§ **EXERCISE OBJECTIVE**: With the line containing "mod execution;" as the starting point, output the remaining lines of the data exactly as they are, through the last.

§ **RECORDED DATA**:
//! Domain models for test-plan extraction.
//!
//! # Core Concepts
//!
//! ## Remote Entities
//!
//! - [`Plan`]: Top-level container of test organization within a project.
//! - [`Suite`]: A node in a plan's hierarchy, linked to its parent by `parent_suite_id`.
//! - [`Case`]: A test definition inside a suite, backed by a work item that carries
//!   the step and parameter payloads.
//! - [`WorkItem`]: The raw work-item record returned by the batch endpoint.
//!
//! ## Decoded Payloads
//!
//! - [`Step`], [`Parameter`], [`ParameterValueRow`]: Structured records decoded
//!   from the markup stored in a work item's fields.
//!
//! ## Execution Data
//!
//! - [`TestConfiguration`], [`TestVariable`]: Project-level configuration definitions.
//! - [`TestPoint`], [`TestResult`]: What was scheduled per suite and how its last run went.
//!
//! ## Run Output
//!
//! - [`SuiteNode`]: A visited suite with its cases and qualifying child suites.
//! - [`ExtractionResult`]: Everything one run produced, with its status and issue lists.
//!
//! All entities are transient: assembled fresh per run, identified only by the
//! remote service's own ids.

mod case;
mod execution;
mod plan;
mod run;
mod step;
mod suite;
mod work_item;

pub use case::*;
pub use execution::*;
pub use plan::*;
pub use run::*;
pub use step::*;
pub use suite::*;
pub use work_item::*;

§ **COMPLETED TASK**:
mod execution;
mod plan;
mod run;
mod step;
mod suite;
mod work_item;

pub use case::*;
pub use execution::*;
pub use plan::*;
pub use run::*;
pub use step::*;
pub use suite::*;
pub use work_item::*;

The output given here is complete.